Given entries below:

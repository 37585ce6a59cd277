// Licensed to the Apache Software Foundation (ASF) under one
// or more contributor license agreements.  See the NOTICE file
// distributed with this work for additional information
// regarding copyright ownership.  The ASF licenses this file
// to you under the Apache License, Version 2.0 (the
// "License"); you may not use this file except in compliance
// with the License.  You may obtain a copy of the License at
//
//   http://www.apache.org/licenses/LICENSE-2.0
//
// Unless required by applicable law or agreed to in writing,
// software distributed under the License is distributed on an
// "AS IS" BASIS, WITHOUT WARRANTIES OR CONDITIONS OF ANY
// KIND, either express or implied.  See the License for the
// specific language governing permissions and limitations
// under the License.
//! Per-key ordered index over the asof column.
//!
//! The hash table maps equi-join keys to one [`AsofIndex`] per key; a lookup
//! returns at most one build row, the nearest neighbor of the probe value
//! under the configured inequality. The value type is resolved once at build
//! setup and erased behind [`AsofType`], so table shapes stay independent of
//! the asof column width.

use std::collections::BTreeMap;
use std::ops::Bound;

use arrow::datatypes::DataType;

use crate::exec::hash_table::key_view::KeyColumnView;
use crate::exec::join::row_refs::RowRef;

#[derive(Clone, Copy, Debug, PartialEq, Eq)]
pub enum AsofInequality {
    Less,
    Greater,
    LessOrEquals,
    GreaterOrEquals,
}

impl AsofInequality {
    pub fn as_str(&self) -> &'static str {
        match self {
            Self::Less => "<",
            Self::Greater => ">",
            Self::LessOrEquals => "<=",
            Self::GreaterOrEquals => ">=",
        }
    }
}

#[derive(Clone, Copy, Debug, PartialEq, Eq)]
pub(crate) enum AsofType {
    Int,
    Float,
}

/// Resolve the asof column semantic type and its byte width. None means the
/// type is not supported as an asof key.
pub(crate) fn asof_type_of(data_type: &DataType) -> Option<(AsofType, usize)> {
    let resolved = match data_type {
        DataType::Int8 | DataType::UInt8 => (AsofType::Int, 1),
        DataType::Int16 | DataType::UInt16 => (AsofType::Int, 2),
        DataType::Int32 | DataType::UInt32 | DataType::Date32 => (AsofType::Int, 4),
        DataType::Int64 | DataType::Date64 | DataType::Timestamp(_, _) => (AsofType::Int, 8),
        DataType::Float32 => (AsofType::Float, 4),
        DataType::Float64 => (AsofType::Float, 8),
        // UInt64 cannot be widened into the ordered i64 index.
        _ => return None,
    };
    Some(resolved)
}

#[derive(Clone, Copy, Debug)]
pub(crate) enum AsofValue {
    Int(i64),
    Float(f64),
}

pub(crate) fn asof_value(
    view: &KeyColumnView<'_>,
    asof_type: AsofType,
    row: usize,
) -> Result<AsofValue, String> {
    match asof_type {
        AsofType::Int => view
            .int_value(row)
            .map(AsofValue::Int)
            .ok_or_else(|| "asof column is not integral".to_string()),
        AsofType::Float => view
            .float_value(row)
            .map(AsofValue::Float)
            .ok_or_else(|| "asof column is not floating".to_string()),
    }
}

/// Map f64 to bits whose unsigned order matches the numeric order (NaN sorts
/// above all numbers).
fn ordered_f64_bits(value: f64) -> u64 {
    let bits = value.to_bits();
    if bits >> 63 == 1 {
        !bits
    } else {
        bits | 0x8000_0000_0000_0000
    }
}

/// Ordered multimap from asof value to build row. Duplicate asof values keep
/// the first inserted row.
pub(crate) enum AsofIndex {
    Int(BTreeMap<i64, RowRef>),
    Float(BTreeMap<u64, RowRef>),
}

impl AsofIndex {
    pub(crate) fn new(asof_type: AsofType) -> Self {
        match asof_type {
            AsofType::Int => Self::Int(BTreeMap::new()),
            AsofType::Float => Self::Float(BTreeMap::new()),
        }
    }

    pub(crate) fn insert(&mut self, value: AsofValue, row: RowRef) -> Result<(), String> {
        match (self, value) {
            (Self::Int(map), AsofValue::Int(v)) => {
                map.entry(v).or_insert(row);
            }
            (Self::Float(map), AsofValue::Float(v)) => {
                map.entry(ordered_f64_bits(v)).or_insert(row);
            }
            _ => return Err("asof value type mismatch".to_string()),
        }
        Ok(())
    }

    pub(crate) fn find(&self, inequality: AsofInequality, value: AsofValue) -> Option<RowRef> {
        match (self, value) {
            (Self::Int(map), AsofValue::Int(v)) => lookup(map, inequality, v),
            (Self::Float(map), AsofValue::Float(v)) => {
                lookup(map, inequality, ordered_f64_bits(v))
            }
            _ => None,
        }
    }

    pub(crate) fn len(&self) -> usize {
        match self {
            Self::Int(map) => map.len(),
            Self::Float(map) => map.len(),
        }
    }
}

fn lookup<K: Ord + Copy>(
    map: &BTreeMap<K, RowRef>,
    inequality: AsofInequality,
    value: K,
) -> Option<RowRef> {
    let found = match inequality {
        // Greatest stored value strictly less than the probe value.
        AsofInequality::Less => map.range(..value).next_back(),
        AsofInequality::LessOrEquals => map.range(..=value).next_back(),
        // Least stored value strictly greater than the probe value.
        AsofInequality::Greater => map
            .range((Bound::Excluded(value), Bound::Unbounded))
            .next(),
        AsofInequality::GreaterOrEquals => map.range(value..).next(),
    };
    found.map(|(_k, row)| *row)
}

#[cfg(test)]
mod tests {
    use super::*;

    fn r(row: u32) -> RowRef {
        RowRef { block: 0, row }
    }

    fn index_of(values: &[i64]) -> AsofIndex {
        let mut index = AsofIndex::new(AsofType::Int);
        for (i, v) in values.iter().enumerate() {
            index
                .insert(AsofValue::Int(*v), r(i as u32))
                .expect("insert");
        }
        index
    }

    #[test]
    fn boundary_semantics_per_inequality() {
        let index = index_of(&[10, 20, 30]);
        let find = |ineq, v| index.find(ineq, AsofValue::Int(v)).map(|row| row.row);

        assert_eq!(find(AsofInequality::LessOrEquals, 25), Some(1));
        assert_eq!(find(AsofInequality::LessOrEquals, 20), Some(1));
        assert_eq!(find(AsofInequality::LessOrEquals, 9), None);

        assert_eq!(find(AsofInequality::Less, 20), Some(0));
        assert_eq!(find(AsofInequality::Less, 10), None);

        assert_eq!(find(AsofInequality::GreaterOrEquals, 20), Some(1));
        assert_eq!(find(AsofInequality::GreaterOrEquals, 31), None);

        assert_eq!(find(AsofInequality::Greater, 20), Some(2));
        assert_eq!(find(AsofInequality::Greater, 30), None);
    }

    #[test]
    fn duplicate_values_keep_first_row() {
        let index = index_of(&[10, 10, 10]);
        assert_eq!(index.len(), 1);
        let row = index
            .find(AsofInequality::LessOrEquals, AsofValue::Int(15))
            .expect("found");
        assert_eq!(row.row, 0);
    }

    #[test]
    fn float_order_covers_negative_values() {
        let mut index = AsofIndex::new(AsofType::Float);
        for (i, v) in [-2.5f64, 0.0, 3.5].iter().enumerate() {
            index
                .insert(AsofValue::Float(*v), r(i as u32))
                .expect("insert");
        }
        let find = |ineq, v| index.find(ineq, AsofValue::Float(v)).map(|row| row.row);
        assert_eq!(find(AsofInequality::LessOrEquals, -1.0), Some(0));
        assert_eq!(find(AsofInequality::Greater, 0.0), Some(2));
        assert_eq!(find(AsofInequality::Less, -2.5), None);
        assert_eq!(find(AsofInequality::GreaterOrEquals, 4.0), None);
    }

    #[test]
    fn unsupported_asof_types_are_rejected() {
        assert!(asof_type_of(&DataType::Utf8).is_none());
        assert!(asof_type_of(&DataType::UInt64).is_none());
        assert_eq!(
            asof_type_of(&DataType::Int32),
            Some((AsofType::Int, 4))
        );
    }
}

End of Given entries.

Transcribe the data above in full, keeping every word as it is.

repository 37585ce6a59cd277
// Licensed to the Apache Software Foundation (ASF) under one
// or more contributor license agreements.  See the NOTICE file
// distributed with this work for additional information
// regarding copyright ownership.  The ASF licenses this file
// to you under the Apache License, Version 2.0 (the
// "License"); you may not use this file except in compliance
// with the License.  You may obtain a copy of the License at
//
//   http://www.apache.org/licenses/LICENSE-2.0
//
// Unless required by applicable law or agreed to in writing,
// software distributed under the License is distributed on an
// "AS IS" BASIS, WITHOUT WARRANTIES OR CONDITIONS OF ANY
// KIND, either express or implied.  See the License for the
// specific language governing permissions and limitations
// under the License.
//! Per-key ordered index over the asof column.
//!
//! The hash table maps equi-join keys to one [`AsofIndex`] per key; a lookup
//! returns at most one build row, the nearest neighbor of the probe value
//! under the configured inequality. The value type is resolved once at build
//! setup and erased behind [`AsofType`], so table shapes stay independent of
//! the asof column width.

use std::collections::BTreeMap;
use std::ops::Bound;

use arrow::datatypes::DataType;

use crate::exec::hash_table::key_view::KeyColumnView;
use crate::exec::join::row_refs::RowRef;

#[derive(Clone, Copy, Debug, PartialEq, Eq)]
pub enum AsofInequality {
    Less,
    Greater,
    LessOrEquals,
    GreaterOrEquals,
}

impl AsofInequality {
    pub fn as_str(&self) -> &'static str {
        match self {
            Self::Less => "<",
            Self::Greater => ">",
            Self::LessOrEquals => "<=",
            Self::GreaterOrEquals => ">=",
        }
    }
}

#[derive(Clone, Copy, Debug, PartialEq, Eq)]
pub(crate) enum AsofType {
    Int,
    Float,
}

/// Resolve the asof column semantic type and its byte width. None means the
/// type is not supported as an asof key.
pub(crate) fn asof_type_of(data_type: &DataType) -> Option<(AsofType, usize)> {
    let resolved = match data_type {
        DataType::Int8 | DataType::UInt8 => (AsofType::Int, 1),
        DataType::Int16 | DataType::UInt16 => (AsofType::Int, 2),
        DataType::Int32 | DataType::UInt32 | DataType::Date32 => (AsofType::Int, 4),
        DataType::Int64 | DataType::Date64 | DataType::Timestamp(_, _) => (AsofType::Int, 8),
        DataType::Float32 => (AsofType::Float, 4),
        DataType::Float64 => (AsofType::Float, 8),
        // UInt64 cannot be widened into the ordered i64 index.
        _ => return None,
    };
    Some(resolved)
}

#[derive(Clone, Copy, Debug)]
pub(crate) enum AsofValue {
    Int(i64),
    Float(f64),
}

pub(crate) fn asof_value(
    view: &KeyColumnView<'_>,
    asof_type: AsofType,
    row: usize,
) -> Result<AsofValue, String> {
    match asof_type {
        AsofType::Int => view
            .int_value(row)
            .map(AsofValue::Int)
            .ok_or_else(|| "asof column is not integral".to_string()),
        AsofType::Float => view
            .float_value(row)
            .map(AsofValue::Float)
            .ok_or_else(|| "asof column is not floating".to_string()),
    }
}

/// Map f64 to bits whose unsigned order matches the numeric order (NaN sorts
/// above all numbers).
fn ordered_f64_bits(value: f64) -> u64 {
    let bits = value.to_bits();
    if bits >> 63 == 1 {
        !bits
    } else {
        bits | 0x8000_0000_0000_0000
    }
}

/// Ordered multimap from asof value to build row. Duplicate asof values keep
/// the first inserted row.
pub(crate) enum AsofIndex {
    Int(BTreeMap<i64, RowRef>),
    Float(BTreeMap<u64, RowRef>),
}

impl AsofIndex {
    pub(crate) fn new(asof_type: AsofType) -> Self {
        match asof_type {
            AsofType::Int => Self::Int(BTreeMap::new()),
            AsofType::Float => Self::Float(BTreeMap::new()),
        }
    }

    pub(crate) fn insert(&mut self, value: AsofValue, row: RowRef) -> Result<(), String> {
        match (self, value) {
            (Self::Int(map), AsofValue::Int(v)) => {
                map.entry(v).or_insert(row);
            }
            (Self::Float(map), AsofValue::Float(v)) => {
                map.entry(ordered_f64_bits(v)).or_insert(row);
            }
            _ => return Err("asof value type mismatch".to_string()),
        }
        Ok(())
    }

    pub(crate) fn find(&self, inequality: AsofInequality, value: AsofValue) -> Option<RowRef> {
        match (self, value) {
            (Self::Int(map), AsofValue::Int(v)) => lookup(map, inequality, v),
            (Self::Float(map), AsofValue::Float(v)) => {
                lookup(map, inequality, ordered_f64_bits(v))
            }
            _ => None,
        }
    }

    pub(crate) fn len(&self) -> usize {
        match self {
            Self::Int(map) => map.len(),
            Self::Float(map) => map.len(),
        }
    }
}

fn lookup<K: Ord + Copy>(
    map: &BTreeMap<K, RowRef>,
    inequality: AsofInequality,
    value: K,
) -> Option<RowRef> {
    let found = match inequality {
        // Greatest stored value strictly less than the probe value.
        AsofInequality::Less => map.range(..value).next_back(),
        AsofInequality::LessOrEquals => map.range(..=value).next_back(),
        // Least stored value strictly greater than the probe value.
        AsofInequality::Greater => map
            .range((Bound::Excluded(value), Bound::Unbounded))
            .next(),
        AsofInequality::GreaterOrEquals => map.range(value..).next(),
    };
    found.map(|(_k, row)| *row)
}

#[cfg(test)]
mod tests {
    use super::*;

    fn r(row: u32) -> RowRef {
        RowRef { block: 0, row }
    }

    fn index_of(values: &[i64]) -> AsofIndex {
        let mut index = AsofIndex::new(AsofType::Int);
        for (i, v) in values.iter().enumerate() {
            index
                .insert(AsofValue::Int(*v), r(i as u32))
                .expect("insert");
        }
        index
    }

    #[test]
    fn boundary_semantics_per_inequality() {
        let index = index_of(&[10, 20, 30]);
        let find = |ineq, v| index.find(ineq, AsofValue::Int(v)).map(|row| row.row);

        assert_eq!(find(AsofInequality::LessOrEquals, 25), Some(1));
        assert_eq!(find(AsofInequality::LessOrEquals, 20), Some(1));
        assert_eq!(find(AsofInequality::LessOrEquals, 9), None);

        assert_eq!(find(AsofInequality::Less, 20), Some(0));
        assert_eq!(find(AsofInequality::Less, 10), None);

        assert_eq!(find(AsofInequality::GreaterOrEquals, 20), Some(1));
        assert_eq!(find(AsofInequality::GreaterOrEquals, 31), None);

        assert_eq!(find(AsofInequality::Greater, 20), Some(2));
        assert_eq!(find(AsofInequality::Greater, 30), None);
    }

    #[test]
    fn duplicate_values_keep_first_row() {
        let index = index_of(&[10, 10, 10]);
        assert_eq!(index.len(), 1);
        let row = index
            .find(AsofInequality::LessOrEquals, AsofValue::Int(15))
            .expect("found");
        assert_eq!(row.row, 0);
    }

    #[test]
    fn float_order_covers_negative_values() {
        let mut index = AsofIndex::new(AsofType::Float);
        for (i, v) in [-2.5f64, 0.0, 3.5].iter().enumerate() {
            index
                .insert(AsofValue::Float(*v), r(i as u32))
                .expect("insert");
        }
        let find = |ineq, v| index.find(ineq, AsofValue::Float(v)).map(|row| row.row);
        assert_eq!(find(AsofInequality::LessOrEquals, -1.0), Some(0));
        assert_eq!(find(AsofInequality::Greater, 0.0), Some(2));
        assert_eq!(find(AsofInequality::Less, -2.5), None);
        assert_eq!(find(AsofInequality::GreaterOrEquals, 4.0), None);
    }

    #[test]
    fn unsupported_asof_types_are_rejected() {
        assert!(asof_type_of(&DataType::Utf8).is_none());
        assert!(asof_type_of(&DataType::UInt64).is_none());
        assert_eq!(
            asof_type_of(&DataType::Int32),
            Some((AsofType::Int, 4))
        );
    }
}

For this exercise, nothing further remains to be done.